● **Work request**
Please return all lines from the records below that include the string "class".

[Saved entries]
----

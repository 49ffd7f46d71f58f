//! Stream controller: owns the capture thread and the Idle/Streaming/Recording
//! state machine.
//!
//! Streaming spawns one producer thread that opens the hardware stream itself,
//! reads fixed-size frames, runs them through the signal processor, writes them
//! into the ring buffer and dispatches callbacks. Batch recording runs on the
//! caller's thread and touches neither the ring buffer nor the callbacks.

use std::sync::atomic::{AtomicBool, AtomicU32, Ordering};
use std::sync::mpsc;
use std::sync::{Arc, Condvar, Mutex, MutexGuard, PoisonError};
use std::thread::{self, JoinHandle, ThreadId};
use std::time::{Duration, Instant};
use tracing::{debug, info, warn};

use super::backend::{AudioBackend, StreamParams};
use super::callbacks::CaptureCallbacks;
use super::ring_buffer::RingBuffer;
use super::signal;
use super::{CaptureError, CaptureResult, Sample};

/// Capture mode; exactly one is active at a time
#[derive(Debug, Clone, Copy, PartialEq, Eq)]
pub enum CaptureState {
    /// No stream open
    Idle,
    /// Background thread is capturing and dispatching callbacks
    Streaming,
    /// A batch recording is running on the caller's thread
    Recording,
}

/// Settings that can change while a stream is running.
///
/// Read once per frame by the capture loop, so a change applies to the next frame.
#[derive(Debug)]
pub struct LiveSettings {
    silence_threshold: AtomicU32,
    noise_filter_enabled: AtomicBool,
}

impl LiveSettings {
    /// Creates settings with the given initial values
    #[must_use]
    pub fn new(silence_threshold: f32, noise_filter_enabled: bool) -> Self {
        Self {
            silence_threshold: AtomicU32::new(silence_threshold.to_bits()),
            noise_filter_enabled: AtomicBool::new(noise_filter_enabled),
        }
    }

    /// Current silence threshold
    #[must_use]
    pub fn silence_threshold(&self) -> f32 {
        f32::from_bits(self.silence_threshold.load(Ordering::Relaxed))
    }

    /// Replaces the silence threshold
    pub fn set_silence_threshold(&self, threshold: f32) {
        self.silence_threshold
            .store(threshold.to_bits(), Ordering::Relaxed);
    }

    /// Whether the noise filter is on
    #[must_use]
    pub fn noise_filter_enabled(&self) -> bool {
        self.noise_filter_enabled.load(Ordering::Relaxed)
    }

    /// Turns the noise filter on or off
    pub fn set_noise_filter_enabled(&self, enabled: bool) {
        self.noise_filter_enabled.store(enabled, Ordering::Relaxed);
    }
}

/// State shared between the controller and its capture thread
struct Shared {
    state: Mutex<CaptureState>,
    idle: Condvar,
    stop_requested: AtomicBool,
    ring: Mutex<RingBuffer>,
    /// `f32` bits of the last computed level
    last_level: AtomicU32,
    settings: LiveSettings,
    capture_thread: Mutex<Option<ThreadId>>,
}

impl Shared {
    fn state(&self) -> MutexGuard<'_, CaptureState> {
        self.state.lock().unwrap_or_else(PoisonError::into_inner)
    }

    fn ring(&self) -> MutexGuard<'_, RingBuffer> {
        self.ring.lock().unwrap_or_else(PoisonError::into_inner)
    }

    /// Moves `Idle -> next`, rejecting the request if another mode is active
    fn enter(&self, next: CaptureState) -> CaptureResult<()> {
        let mut state = self.state();
        if *state != CaptureState::Idle {
            return Err(CaptureError::InvalidState { current: *state });
        }
        *state = next;
        self.stop_requested.store(false, Ordering::Release);
        drop(state);
        Ok(())
    }

    fn set_idle(&self) {
        *self.state() = CaptureState::Idle;
        self.idle.notify_all();
    }

    fn on_capture_thread(&self) -> bool {
        *self
            .capture_thread
            .lock()
            .unwrap_or_else(PoisonError::into_inner)
            == Some(thread::current().id())
    }

    fn wait_idle(&self) {
        let state = self.state();
        let _idle = self
            .idle
            .wait_while(state, |s| *s == CaptureState::Streaming)
            .unwrap_or_else(PoisonError::into_inner);
    }
}

/// Returns the shared state to `Idle` when dropped, including on panic unwind
struct IdleOnExit<'a> {
    shared: &'a Shared,
    armed: bool,
}

impl<'a> IdleOnExit<'a> {
    const fn new(shared: &'a Shared) -> Self {
        Self {
            shared,
            armed: true,
        }
    }

    /// Goes idle immediately; the drop becomes a no-op
    fn release(&mut self) {
        if self.armed {
            self.armed = false;
            self.shared.set_idle();
        }
    }
}

impl Drop for IdleOnExit<'_> {
    fn drop(&mut self) {
        self.release();
    }
}

const NANOS_PER_SEC: u128 = 1_000_000_000;

/// Number of reads a batch recording of `duration` performs:
/// `ceil(duration * sample_rate / frame_size)`
#[must_use]
pub fn batch_read_count(duration: Duration, params: &StreamParams) -> usize {
    // Integer math keeps whole-frame durations exact
    let samples = duration.as_nanos() * u128::from(params.sample_rate);
    let per_read = NANOS_PER_SEC * params.frame_size.max(1) as u128;
    usize::try_from(samples.div_ceil(per_read)).unwrap_or(usize::MAX)
}

/// Drives the hardware stream in either streaming or batch mode
pub struct StreamController {
    backend: Arc<dyn AudioBackend>,
    params: StreamParams,
    shared: Arc<Shared>,
    worker: Mutex<Option<JoinHandle<()>>>,
}

impl StreamController {
    /// Creates an idle controller with a ring buffer of `ring_capacity` samples
    #[must_use]
    pub fn new(
        backend: Arc<dyn AudioBackend>,
        params: StreamParams,
        ring_capacity: usize,
        settings: LiveSettings,
    ) -> Self {
        Self {
            backend,
            params,
            shared: Arc::new(Shared {
                state: Mutex::new(CaptureState::Idle),
                idle: Condvar::new(),
                stop_requested: AtomicBool::new(false),
                ring: Mutex::new(RingBuffer::new(ring_capacity)),
                last_level: AtomicU32::new(0.0_f32.to_bits()),
                settings,
                capture_thread: Mutex::new(None),
            }),
            worker: Mutex::new(None),
        }
    }

    /// Current mode
    #[must_use]
    pub fn state(&self) -> CaptureState {
        *self.shared.state()
    }

    /// Live-adjustable settings
    #[must_use]
    pub fn settings(&self) -> &LiveSettings {
        &self.shared.settings
    }

    /// Stream shape used for every open
    #[must_use]
    pub const fn params(&self) -> &StreamParams {
        &self.params
    }

    /// Copy of the ring buffer, oldest sample first
    #[must_use]
    pub fn buffer(&self) -> Vec<Sample> {
        self.shared.ring().snapshot()
    }

    /// Ring buffer capacity in samples
    #[must_use]
    pub fn buffer_capacity(&self) -> usize {
        self.shared.ring().capacity()
    }

    /// Empties the ring buffer
    pub fn clear_buffer(&self) {
        self.shared.ring().clear();
        debug!("audio buffer cleared");
    }

    /// Level of the most recently processed frame, `0.0` before any capture
    #[must_use]
    pub fn last_level(&self) -> f32 {
        f32::from_bits(self.shared.last_level.load(Ordering::Relaxed))
    }

    /// Handle that can stop streaming from any thread
    #[must_use]
    pub fn stop_handle(&self) -> StopHandle {
        StopHandle {
            shared: Arc::clone(&self.shared),
        }
    }

    fn worker_slot(&self) -> MutexGuard<'_, Option<JoinHandle<()>>> {
        self.worker.lock().unwrap_or_else(PoisonError::into_inner)
    }

    /// Opens the device and starts the capture thread.
    ///
    /// Blocks until the thread reports whether the stream opened, so a failure
    /// never leaves a half-open stream behind.
    ///
    /// # Errors
    /// `InvalidState` if streaming or recording is already active (the running
    /// session is left untouched); `StreamOpen`/`DeviceNotFound` if the device
    /// cannot be opened.
    pub fn start_streaming(&self, device: usize, callbacks: CaptureCallbacks) -> CaptureResult<()> {
        let _span = tracing::debug_span!("start_streaming", device).entered();

        self.shared.enter(CaptureState::Streaming)?;

        // Held until the new thread is registered so a concurrent stop waits for it
        let mut slot = self.worker_slot();
        if let Some(previous) = slot.take() {
            // Thread that ended on its own (read failure or stop from a callback).
            // When restarted from its own error callback it cannot join itself.
            if previous.thread().id() != thread::current().id() && previous.join().is_err() {
                warn!("previous capture thread panicked");
            }
        }

        let (ready_tx, ready_rx) = mpsc::sync_channel(1);
        let shared = Arc::clone(&self.shared);
        let backend = Arc::clone(&self.backend);
        let params = self.params;

        let spawned = thread::Builder::new()
            .name("audio-capture".to_owned())
            .spawn(move || capture_loop(&shared, backend.as_ref(), device, params, callbacks, &ready_tx));
        let handle = match spawned {
            Ok(handle) => handle,
            Err(e) => {
                self.shared.set_idle();
                return Err(CaptureError::StreamOpen(format!(
                    "failed to spawn capture thread: {e}"
                )));
            }
        };

        // A dropped sender means the thread died before reporting
        let opened = ready_rx.recv().unwrap_or_else(|_| {
            Err(CaptureError::StreamOpen(
                "capture thread exited during startup".to_owned(),
            ))
        });

        match opened {
            Ok(()) => {
                *slot = Some(handle);
                info!(
                    device,
                    sample_rate = self.params.sample_rate,
                    channels = self.params.channels,
                    frame_size = self.params.frame_size,
                    "audio streaming started"
                );
                Ok(())
            }
            Err(err) => {
                if handle.join().is_err() {
                    warn!("capture thread panicked during startup");
                }
                self.shared.set_idle();
                warn!("failed to start streaming: {}", err);
                Err(err)
            }
        }
    }

    /// Stops streaming and waits for the capture thread to exit.
    ///
    /// No-op when not streaming. When called from inside a capture callback the
    /// loop is only signalled; it closes the stream as soon as the callback
    /// returns.
    pub fn stop_streaming(&self) {
        if self.shared.on_capture_thread() {
            self.shared.stop_requested.store(true, Ordering::Release);
            debug!("stop requested from capture thread");
            return;
        }

        let handle = self.worker_slot().take();
        let Some(handle) = handle else {
            return;
        };

        let start = Instant::now();
        self.shared.stop_requested.store(true, Ordering::Release);
        if handle.join().is_err() {
            warn!("capture thread panicked");
        }
        info!(
            stop_us = start.elapsed().as_micros(),
            "audio streaming stopped"
        );
    }

    /// Records `duration` of audio synchronously on the calling thread.
    ///
    /// Performs `ceil(duration * sample_rate / frame_size)` blocking reads and
    /// returns them concatenated, noise-filtered if the filter is enabled. The
    /// ring buffer and callbacks are not touched. Runs to completion or fails;
    /// there is no partial result.
    ///
    /// # Errors
    /// `InvalidState` if streaming or another recording is active;
    /// `StreamOpen`/`DeviceNotFound` if the device cannot be opened;
    /// `StreamRead` if a read fails.
    pub fn record_batch(&self, device: usize, duration: Duration) -> CaptureResult<Vec<Sample>> {
        let _span = tracing::debug_span!("record_batch", device).entered();
        let start = Instant::now();

        self.shared.enter(CaptureState::Recording)?;
        let _idle = IdleOnExit::new(&self.shared);

        let reads = batch_read_count(duration, &self.params);
        let per_read = self.params.samples_per_read();
        info!(
            duration_ms = duration.as_millis(),
            reads, "starting batch recording"
        );

        let mut stream = self.backend.open_input(device, &self.params)?;
        let mut samples = Vec::with_capacity(reads * per_read);
        let mut frame = vec![0; per_read];
        for _ in 0..reads {
            stream.read_frame(&mut frame)?;
            samples.extend_from_slice(&frame);
        }
        drop(stream);

        let samples = if self.shared.settings.noise_filter_enabled() {
            signal::filter(&samples, self.params.channels, true).into_owned()
        } else {
            samples
        };

        info!(
            samples = samples.len(),
            total_ms = start.elapsed().as_millis(),
            "batch recording completed"
        );
        Ok(samples)
    }
}

impl Drop for StreamController {
    fn drop(&mut self) {
        self.stop_streaming();
    }
}

/// Cloneable handle for stopping a streaming session from another thread or
/// from inside a callback
#[derive(Clone)]
pub struct StopHandle {
    shared: Arc<Shared>,
}

impl StopHandle {
    /// Signals the capture loop to exit.
    ///
    /// From any thread other than the capture thread this also waits until the
    /// loop has closed the stream. No-op when not streaming.
    pub fn stop(&self) {
        let state = self.shared.state();
        if *state != CaptureState::Streaming {
            return;
        }
        self.shared.stop_requested.store(true, Ordering::Release);
        drop(state);
        if self.shared.on_capture_thread() {
            return;
        }
        self.shared.wait_idle();
    }
}

impl std::fmt::Debug for StopHandle {
    fn fmt(&self, f: &mut std::fmt::Formatter<'_>) -> std::fmt::Result {
        f.debug_struct("StopHandle").finish_non_exhaustive()
    }
}

fn capture_loop(
    shared: &Shared,
    backend: &dyn AudioBackend,
    device: usize,
    params: StreamParams,
    mut callbacks: CaptureCallbacks,
    ready: &mpsc::SyncSender<CaptureResult<()>>,
) {
    *shared
        .capture_thread
        .lock()
        .unwrap_or_else(PoisonError::into_inner) = Some(thread::current().id());
    // Declared before the stream so the stream is closed first on every exit path
    let mut idle = IdleOnExit::new(shared);

    let mut stream = match backend.open_input(device, &params) {
        Ok(stream) => stream,
        Err(err) => {
            let _ = ready.send(Err(err));
            return;
        }
    };
    let _ = ready.send(Ok(()));

    let mut frame = vec![0; params.samples_per_read()];
    let mut frames: u64 = 0;

    while !shared.stop_requested.load(Ordering::Acquire) {
        if let Err(err) = stream.read_frame(&mut frame) {
            warn!(frames, "capture stream failed: {}", err);
            drop(stream);
            idle.release();
            callbacks.report_error(&err);
            return;
        }

        let filtered = signal::filter(&frame, params.channels, shared.settings.noise_filter_enabled());
        let level = signal::level_of(&filtered);
        let class = signal::classify(level, shared.settings.silence_threshold());

        shared.ring().push(&filtered);
        shared.last_level.store(level.to_bits(), Ordering::Relaxed);
        callbacks.dispatch(class, &filtered, level);
        frames += 1;
    }

    drop(stream);
    debug!(frames, "capture loop exited");
}
use anyhow::{Context, Result};
use clap::{Parser, Subcommand};
use std::path::PathBuf;
use std::sync::atomic::{AtomicBool, Ordering};
use std::sync::Arc;
use std::time::Duration;

use voice_capture::audio::{AudioCapture, CaptureCallbacks, DeviceSelector};
use voice_capture::config::Config;
use voice_capture::telemetry;

/// Microphone capture utility
#[derive(Debug, Parser)]
#[command(name = "voice-capture", version)]
struct Cli {
    /// Config file (defaults to ~/.voice-capture.toml)
    #[arg(long, global = true)]
    config: Option<PathBuf>,

    #[command(subcommand)]
    command: Command,
}

#[derive(Debug, Subcommand)]
enum Command {
    /// List input devices
    Devices,
    /// Stream from the microphone until Ctrl+C or the time limit
    Stream {
        /// Stop after this many seconds
        #[arg(long)]
        seconds: Option<u64>,
        #[command(flatten)]
        device: DeviceArgs,
    },
    /// Record a fixed duration and report what was captured
    Record {
        /// Recording length in seconds
        #[arg(long, default_value_t = 3.0)]
        seconds: f64,
        #[command(flatten)]
        device: DeviceArgs,
    },
}

#[derive(Debug, clap::Args)]
#[group(multiple = false)]
struct DeviceArgs {
    /// Device index as shown by `devices`
    #[arg(long)]
    device: Option<usize>,
    /// Case-insensitive fragment of the device name
    #[arg(long)]
    name: Option<String>,
}

impl DeviceArgs {
    fn selector(&self) -> DeviceSelector {
        match (self.device, &self.name) {
            (Some(index), _) => DeviceSelector::Index(index),
            (None, Some(name)) => DeviceSelector::Name(name.clone()),
            (None, None) => DeviceSelector::Default,
        }
    }
}

#[tokio::main]
async fn main() -> Result<()> {
    let cli = Cli::parse();

    let config = Config::load(cli.config.as_deref())?;
    telemetry::init(&config.telemetry)?;
    tracing::info!("voice-capture starting");

    let capture = Arc::new(AudioCapture::open(config.audio).context("failed to open audio host")?);

    match cli.command {
        Command::Devices => list_devices(&capture)?,
        Command::Stream { seconds, device } => {
            capture.select_device(&device.selector())?;
            stream(&capture, seconds).await?;
        }
        Command::Record { seconds, device } => {
            capture.select_device(&device.selector())?;
            record(Arc::clone(&capture), seconds).await?;
        }
    }

    Ok(())
}

fn list_devices(capture: &AudioCapture) -> Result<()> {
    let devices = capture.list_devices()?;
    if devices.is_empty() {
        println!("No input devices found");
        return Ok(());
    }

    for device in devices {
        println!("{:>3}: {}", device.index, device.name);
        println!(
            "     channels: {}  sample rate: {} Hz",
            device.max_input_channels, device.native_sample_rate
        );
        if let (Some(low), Some(high)) = (device.low_latency, device.high_latency) {
            println!(
                "     latency: {:.3}s - {:.3}s",
                low.as_secs_f64(),
                high.as_secs_f64()
            );
        }
    }
    Ok(())
}

async fn stream(capture: &AudioCapture, seconds: Option<u64>) -> Result<()> {
    // Only log transitions; per-frame output would flood the terminal
    let speaking = Arc::new(AtomicBool::new(false));
    let speaking_flag = Arc::clone(&speaking);
    let callbacks = CaptureCallbacks::new()
        .on_speech(move |level| {
            if !speaking_flag.swap(true, Ordering::Relaxed) {
                tracing::info!(level, "speech");
            }
        })
        .on_silence(move |level| {
            if speaking.swap(false, Ordering::Relaxed) {
                tracing::info!(level, "silence");
            }
        })
        .on_level(|level| tracing::trace!(level, "frame"))
        .on_error(|err| tracing::warn!("stream ended: {}", err));

    capture.start_streaming(callbacks)?;
    println!("Streaming. Press Ctrl+C to stop.");

    let limit = seconds.map_or(Duration::MAX, Duration::from_secs);
    tokio::select! {
        _ = tokio::signal::ctrl_c() => {
            tracing::info!("shutdown signal received");
        }
        () = tokio::time::sleep(limit) => {}
    }

    capture.stop_streaming();
    let buffered = capture.buffer();
    println!(
        "Stopped. {} samples buffered, last level {:.4}",
        buffered.len(),
        capture.level()
    );
    Ok(())
}

async fn record(capture: Arc<AudioCapture>, seconds: f64) -> Result<()> {
    let duration = Duration::try_from_secs_f64(seconds).context("invalid duration")?;
    println!("Recording {seconds:.1}s...");

    let samples = tokio::task::spawn_blocking(move || capture.record_batch(duration))
        .await
        .context("recording task failed")??;

    let peak = samples.iter().map(|s| s.unsigned_abs()).max().unwrap_or(0);
    println!(
        "Captured {} samples, peak {}, level {:.4}",
        samples.len(),
        peak,
        voice_capture::audio::signal::level_of(&samples)
    );
    Ok(())
}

----

● **Output for this task**
        let class = signal::classify(level, shared.settings.silence_threshold());
        callbacks.dispatch(class, &filtered, level);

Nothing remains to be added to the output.